RECORD SET

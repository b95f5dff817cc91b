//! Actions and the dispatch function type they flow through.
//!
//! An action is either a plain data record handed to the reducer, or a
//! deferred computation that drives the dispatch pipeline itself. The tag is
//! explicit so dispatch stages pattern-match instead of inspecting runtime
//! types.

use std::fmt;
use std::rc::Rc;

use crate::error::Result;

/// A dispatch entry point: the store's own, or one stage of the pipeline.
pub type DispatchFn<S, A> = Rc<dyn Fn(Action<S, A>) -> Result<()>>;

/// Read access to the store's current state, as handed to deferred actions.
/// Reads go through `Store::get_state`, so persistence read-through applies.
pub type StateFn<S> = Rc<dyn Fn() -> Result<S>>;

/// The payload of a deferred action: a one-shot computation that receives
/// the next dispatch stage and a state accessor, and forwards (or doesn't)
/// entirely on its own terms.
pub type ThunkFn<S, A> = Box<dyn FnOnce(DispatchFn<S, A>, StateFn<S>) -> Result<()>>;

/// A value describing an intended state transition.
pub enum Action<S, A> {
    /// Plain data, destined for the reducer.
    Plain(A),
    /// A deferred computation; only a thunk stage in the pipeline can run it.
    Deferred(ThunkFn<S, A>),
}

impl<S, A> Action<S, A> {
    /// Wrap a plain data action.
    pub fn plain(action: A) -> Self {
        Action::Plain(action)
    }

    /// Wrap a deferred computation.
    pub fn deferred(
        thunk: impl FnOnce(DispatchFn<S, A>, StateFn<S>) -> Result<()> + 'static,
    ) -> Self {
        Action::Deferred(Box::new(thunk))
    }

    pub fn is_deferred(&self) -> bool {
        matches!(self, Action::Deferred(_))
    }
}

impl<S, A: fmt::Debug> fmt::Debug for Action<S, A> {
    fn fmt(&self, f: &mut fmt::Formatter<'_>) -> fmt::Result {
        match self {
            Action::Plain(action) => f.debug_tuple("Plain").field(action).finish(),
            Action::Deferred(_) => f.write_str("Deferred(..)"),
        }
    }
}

---

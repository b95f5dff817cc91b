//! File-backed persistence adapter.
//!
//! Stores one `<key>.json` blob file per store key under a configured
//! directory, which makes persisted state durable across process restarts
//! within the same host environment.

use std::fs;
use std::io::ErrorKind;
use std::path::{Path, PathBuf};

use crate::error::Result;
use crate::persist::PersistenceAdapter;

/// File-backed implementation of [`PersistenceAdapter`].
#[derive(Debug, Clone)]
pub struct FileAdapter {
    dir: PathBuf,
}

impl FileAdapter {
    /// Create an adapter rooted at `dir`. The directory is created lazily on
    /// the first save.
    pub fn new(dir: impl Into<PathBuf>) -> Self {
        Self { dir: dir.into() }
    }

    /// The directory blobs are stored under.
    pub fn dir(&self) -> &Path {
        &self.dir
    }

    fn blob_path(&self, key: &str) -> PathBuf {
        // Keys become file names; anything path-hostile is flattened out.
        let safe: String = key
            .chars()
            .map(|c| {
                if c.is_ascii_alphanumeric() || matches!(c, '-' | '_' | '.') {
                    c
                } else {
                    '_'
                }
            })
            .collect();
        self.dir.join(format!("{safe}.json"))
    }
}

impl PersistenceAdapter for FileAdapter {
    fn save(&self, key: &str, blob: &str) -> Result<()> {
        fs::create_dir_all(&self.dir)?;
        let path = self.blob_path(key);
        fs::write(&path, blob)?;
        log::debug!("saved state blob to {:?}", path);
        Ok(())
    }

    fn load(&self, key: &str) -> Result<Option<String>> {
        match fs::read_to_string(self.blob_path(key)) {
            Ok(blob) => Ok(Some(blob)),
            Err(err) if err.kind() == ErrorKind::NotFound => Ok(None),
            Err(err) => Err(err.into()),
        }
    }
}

AIM OF THE EXERCISE
Copy each line above that has the word "Wrap".

WRITTEN SOLUTION
    /// Wrap a plain data action.
    /// Wrap a deferred computation.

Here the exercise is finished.